WHAT TO DO
Whenever the string "Duration" turns up in a line below, that line should be copied.

INFORMATION SHOWN
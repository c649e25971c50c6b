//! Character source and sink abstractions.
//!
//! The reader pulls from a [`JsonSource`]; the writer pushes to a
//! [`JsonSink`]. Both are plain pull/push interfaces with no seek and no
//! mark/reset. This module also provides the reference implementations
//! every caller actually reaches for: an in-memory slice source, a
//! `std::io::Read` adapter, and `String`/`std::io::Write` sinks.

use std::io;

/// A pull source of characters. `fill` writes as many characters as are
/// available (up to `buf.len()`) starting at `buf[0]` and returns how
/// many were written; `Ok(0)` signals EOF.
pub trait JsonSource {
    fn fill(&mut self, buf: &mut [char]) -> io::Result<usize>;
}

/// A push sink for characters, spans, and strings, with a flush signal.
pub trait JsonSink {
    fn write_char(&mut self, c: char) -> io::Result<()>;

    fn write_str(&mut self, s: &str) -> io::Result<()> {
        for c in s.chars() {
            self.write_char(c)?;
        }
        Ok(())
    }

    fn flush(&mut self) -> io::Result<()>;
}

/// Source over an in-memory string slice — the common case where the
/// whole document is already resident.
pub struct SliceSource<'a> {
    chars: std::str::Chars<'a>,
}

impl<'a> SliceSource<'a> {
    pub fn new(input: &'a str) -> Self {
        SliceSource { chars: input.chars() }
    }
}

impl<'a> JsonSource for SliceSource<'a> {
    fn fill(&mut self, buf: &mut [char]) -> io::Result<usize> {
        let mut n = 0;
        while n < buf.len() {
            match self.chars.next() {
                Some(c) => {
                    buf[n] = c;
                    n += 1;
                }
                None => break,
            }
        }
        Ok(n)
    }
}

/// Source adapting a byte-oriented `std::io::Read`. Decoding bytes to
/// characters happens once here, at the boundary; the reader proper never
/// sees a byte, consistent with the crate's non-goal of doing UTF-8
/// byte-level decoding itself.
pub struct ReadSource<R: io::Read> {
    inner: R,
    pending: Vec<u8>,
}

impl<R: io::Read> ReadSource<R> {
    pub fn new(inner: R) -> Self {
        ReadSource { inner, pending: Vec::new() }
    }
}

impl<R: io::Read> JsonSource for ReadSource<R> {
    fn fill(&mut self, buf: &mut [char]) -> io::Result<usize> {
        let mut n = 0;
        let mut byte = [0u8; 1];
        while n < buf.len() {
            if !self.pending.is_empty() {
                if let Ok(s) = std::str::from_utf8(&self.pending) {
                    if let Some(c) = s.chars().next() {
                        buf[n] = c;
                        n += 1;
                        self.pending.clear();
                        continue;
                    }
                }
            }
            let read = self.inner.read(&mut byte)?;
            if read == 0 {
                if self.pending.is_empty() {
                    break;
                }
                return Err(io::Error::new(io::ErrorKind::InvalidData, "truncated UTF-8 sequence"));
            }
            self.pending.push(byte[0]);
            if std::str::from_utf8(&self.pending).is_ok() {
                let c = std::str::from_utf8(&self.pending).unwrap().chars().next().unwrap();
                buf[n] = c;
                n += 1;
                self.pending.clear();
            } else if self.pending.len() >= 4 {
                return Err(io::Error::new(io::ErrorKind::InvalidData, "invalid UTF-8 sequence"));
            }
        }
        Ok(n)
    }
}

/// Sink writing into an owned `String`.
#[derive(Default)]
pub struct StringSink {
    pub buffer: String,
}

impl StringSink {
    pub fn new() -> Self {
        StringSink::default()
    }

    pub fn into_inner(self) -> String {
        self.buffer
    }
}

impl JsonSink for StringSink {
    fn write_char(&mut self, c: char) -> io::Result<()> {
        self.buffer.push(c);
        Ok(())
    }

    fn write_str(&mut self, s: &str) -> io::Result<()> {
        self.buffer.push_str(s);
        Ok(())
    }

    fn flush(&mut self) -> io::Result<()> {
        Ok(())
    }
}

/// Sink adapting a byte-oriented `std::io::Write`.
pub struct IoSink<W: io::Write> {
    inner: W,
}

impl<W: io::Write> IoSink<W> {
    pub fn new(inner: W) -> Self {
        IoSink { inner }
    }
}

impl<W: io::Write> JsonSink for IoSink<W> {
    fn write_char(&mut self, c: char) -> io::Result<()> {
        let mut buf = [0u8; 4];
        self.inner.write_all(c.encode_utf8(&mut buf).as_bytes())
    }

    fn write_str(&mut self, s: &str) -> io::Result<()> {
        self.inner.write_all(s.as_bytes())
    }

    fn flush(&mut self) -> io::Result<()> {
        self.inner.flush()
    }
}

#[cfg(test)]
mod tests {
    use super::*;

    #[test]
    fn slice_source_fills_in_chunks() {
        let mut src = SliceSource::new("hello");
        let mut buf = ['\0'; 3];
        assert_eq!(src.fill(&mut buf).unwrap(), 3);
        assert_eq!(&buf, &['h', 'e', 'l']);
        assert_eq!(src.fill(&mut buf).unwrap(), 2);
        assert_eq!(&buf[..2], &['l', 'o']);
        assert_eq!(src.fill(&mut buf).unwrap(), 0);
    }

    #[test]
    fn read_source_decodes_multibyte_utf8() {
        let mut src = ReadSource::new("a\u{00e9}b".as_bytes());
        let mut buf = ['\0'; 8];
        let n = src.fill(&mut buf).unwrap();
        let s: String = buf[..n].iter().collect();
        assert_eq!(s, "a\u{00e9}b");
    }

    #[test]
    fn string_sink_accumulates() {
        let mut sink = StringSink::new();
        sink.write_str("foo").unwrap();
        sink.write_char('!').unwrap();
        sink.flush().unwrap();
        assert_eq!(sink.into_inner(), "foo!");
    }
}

* * *

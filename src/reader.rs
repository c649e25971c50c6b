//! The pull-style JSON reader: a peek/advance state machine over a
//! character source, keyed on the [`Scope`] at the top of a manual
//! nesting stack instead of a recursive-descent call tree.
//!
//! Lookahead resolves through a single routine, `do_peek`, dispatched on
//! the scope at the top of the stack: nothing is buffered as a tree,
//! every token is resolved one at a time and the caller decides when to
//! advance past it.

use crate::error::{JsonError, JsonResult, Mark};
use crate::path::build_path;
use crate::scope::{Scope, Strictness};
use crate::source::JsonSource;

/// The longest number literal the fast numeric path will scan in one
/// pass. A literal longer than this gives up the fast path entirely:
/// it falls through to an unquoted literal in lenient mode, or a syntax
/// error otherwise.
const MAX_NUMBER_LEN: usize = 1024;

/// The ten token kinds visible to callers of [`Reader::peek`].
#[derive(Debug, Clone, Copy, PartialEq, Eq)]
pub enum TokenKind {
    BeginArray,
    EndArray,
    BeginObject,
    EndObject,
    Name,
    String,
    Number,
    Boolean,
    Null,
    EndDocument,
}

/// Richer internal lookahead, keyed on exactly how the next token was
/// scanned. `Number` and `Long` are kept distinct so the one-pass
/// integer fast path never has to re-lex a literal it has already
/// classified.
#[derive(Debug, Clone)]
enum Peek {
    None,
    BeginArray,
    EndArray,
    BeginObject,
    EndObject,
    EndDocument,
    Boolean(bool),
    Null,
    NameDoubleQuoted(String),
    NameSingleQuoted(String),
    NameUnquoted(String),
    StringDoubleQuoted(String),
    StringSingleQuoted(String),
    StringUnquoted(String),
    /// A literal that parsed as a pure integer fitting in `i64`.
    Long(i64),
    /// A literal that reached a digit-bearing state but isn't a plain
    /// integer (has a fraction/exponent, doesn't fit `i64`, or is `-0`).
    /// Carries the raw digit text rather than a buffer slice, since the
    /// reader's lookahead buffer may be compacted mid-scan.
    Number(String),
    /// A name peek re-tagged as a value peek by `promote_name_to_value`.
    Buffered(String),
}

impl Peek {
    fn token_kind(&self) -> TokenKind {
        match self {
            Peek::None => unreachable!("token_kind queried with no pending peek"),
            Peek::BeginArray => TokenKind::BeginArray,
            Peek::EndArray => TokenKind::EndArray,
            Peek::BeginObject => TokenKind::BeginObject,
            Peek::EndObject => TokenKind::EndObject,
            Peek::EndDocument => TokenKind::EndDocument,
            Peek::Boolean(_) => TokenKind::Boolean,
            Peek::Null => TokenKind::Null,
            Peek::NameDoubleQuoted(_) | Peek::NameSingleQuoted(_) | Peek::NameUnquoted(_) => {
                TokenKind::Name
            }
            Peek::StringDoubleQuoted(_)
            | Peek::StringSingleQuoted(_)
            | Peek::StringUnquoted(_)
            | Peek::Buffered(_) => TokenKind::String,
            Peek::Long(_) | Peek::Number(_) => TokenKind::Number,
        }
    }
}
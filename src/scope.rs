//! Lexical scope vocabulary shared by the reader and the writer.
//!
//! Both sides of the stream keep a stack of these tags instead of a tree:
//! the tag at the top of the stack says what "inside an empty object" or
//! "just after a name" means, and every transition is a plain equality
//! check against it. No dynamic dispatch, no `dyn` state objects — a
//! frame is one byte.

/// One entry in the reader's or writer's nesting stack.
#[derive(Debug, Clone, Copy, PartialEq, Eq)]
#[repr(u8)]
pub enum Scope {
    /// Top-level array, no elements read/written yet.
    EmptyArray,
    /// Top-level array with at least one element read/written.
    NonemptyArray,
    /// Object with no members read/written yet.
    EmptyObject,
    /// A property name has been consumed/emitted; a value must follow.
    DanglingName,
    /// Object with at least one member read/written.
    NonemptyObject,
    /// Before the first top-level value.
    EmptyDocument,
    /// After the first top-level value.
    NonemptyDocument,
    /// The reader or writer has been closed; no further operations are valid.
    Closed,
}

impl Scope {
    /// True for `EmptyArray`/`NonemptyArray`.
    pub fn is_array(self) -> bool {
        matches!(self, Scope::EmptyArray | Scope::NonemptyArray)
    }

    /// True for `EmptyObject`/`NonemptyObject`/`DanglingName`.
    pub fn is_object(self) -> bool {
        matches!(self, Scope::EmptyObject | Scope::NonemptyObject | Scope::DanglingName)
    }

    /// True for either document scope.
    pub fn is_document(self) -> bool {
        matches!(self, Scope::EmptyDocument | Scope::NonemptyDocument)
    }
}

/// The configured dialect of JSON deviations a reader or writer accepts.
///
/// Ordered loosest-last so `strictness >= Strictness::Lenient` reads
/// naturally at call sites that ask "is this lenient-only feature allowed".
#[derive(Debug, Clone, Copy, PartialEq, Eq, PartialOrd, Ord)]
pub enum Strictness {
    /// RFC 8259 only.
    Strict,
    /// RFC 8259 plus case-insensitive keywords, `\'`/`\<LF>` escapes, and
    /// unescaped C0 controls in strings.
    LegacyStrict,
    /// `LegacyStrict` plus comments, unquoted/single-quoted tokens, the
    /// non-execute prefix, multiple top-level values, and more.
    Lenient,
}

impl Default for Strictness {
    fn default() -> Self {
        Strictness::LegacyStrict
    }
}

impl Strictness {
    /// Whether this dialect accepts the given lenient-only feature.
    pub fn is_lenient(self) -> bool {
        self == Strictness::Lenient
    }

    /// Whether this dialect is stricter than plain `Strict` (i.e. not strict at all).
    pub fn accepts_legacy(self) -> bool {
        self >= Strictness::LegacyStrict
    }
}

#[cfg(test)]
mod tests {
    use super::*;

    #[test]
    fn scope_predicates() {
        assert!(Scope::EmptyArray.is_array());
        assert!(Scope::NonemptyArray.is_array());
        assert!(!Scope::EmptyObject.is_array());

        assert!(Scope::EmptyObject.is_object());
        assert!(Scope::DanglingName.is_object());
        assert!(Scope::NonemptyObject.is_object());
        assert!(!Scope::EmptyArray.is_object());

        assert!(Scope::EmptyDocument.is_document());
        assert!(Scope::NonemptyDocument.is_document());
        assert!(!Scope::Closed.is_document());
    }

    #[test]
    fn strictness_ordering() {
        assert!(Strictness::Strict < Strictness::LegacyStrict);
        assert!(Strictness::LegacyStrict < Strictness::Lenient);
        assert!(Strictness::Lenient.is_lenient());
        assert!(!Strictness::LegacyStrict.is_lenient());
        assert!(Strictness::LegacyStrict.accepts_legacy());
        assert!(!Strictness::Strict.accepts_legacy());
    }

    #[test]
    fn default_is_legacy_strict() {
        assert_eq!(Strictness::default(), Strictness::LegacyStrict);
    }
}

==

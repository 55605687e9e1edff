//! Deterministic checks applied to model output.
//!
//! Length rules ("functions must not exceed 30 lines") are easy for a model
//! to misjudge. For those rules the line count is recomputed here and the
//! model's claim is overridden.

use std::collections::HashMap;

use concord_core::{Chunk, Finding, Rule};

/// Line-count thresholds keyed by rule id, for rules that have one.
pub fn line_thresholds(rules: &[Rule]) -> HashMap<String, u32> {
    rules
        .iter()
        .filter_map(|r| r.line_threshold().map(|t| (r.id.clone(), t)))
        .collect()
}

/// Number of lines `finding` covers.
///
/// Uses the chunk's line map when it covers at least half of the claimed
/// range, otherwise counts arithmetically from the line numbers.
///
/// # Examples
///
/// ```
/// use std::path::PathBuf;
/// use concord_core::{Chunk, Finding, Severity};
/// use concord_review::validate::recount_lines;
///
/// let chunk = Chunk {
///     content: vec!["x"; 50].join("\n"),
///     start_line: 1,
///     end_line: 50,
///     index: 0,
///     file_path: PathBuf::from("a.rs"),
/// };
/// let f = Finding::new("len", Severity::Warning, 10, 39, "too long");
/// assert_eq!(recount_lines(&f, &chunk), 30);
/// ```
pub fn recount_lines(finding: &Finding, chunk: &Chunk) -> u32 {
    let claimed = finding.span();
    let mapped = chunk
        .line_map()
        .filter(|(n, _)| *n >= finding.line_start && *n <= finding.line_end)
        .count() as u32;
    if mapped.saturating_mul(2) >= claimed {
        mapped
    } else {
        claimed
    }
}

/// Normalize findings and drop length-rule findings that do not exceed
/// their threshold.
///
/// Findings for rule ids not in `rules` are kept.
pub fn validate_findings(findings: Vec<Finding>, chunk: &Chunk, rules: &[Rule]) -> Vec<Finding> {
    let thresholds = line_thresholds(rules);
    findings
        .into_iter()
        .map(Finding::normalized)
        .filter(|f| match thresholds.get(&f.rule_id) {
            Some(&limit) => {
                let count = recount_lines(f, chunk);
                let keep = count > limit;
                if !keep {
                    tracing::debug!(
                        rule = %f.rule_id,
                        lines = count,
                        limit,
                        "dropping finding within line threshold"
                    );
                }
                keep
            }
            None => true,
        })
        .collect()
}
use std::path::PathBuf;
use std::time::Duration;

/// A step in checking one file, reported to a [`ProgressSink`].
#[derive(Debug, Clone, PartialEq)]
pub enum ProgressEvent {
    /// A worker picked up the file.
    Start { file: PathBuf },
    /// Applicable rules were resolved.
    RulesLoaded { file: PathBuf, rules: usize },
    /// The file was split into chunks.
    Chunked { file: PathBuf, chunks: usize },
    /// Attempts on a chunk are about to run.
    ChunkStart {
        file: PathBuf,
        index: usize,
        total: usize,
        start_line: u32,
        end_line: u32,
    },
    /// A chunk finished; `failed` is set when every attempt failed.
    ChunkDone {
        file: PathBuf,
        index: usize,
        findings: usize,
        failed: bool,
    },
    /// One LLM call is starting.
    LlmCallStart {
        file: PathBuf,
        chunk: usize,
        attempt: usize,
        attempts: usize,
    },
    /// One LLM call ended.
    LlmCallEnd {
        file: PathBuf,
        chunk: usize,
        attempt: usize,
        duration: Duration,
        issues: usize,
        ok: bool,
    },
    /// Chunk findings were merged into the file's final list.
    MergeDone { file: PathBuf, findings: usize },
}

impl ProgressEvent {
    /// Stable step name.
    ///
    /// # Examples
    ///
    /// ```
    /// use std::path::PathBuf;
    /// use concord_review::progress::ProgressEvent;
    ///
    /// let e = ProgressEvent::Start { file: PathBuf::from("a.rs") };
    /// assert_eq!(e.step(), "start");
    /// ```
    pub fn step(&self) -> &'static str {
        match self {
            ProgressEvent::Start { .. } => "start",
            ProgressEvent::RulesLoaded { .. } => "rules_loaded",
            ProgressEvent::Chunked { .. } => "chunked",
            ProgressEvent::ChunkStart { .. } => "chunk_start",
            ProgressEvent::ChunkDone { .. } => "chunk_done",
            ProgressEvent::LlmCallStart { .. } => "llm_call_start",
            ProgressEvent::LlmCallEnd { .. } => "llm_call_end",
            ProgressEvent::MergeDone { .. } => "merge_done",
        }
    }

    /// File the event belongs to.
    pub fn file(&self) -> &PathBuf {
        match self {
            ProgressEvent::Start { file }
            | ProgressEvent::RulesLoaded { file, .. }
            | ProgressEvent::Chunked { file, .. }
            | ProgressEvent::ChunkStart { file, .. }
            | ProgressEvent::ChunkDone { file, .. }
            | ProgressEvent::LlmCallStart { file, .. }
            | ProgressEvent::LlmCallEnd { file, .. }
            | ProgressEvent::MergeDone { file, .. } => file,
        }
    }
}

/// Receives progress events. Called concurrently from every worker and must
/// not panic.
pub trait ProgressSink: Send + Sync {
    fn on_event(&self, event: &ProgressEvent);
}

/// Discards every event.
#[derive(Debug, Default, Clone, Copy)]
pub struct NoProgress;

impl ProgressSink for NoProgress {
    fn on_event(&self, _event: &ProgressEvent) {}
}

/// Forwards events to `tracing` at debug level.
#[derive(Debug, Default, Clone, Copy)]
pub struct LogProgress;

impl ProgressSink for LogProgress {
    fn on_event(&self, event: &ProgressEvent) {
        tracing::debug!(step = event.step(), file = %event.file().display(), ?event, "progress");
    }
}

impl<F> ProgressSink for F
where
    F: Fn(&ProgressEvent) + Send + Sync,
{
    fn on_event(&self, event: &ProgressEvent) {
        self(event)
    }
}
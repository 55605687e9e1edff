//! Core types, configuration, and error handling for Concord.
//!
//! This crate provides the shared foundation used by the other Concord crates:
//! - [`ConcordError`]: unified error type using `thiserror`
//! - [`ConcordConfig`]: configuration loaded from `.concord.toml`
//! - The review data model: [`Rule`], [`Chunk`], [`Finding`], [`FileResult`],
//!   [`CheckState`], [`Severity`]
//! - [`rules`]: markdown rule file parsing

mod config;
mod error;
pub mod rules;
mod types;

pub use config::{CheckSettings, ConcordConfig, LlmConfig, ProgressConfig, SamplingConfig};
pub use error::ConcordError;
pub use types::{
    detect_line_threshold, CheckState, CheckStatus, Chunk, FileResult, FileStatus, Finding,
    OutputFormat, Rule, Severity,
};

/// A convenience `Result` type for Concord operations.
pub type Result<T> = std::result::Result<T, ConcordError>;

COMPLETED TASK
use std::time::Duration;
        duration: Duration,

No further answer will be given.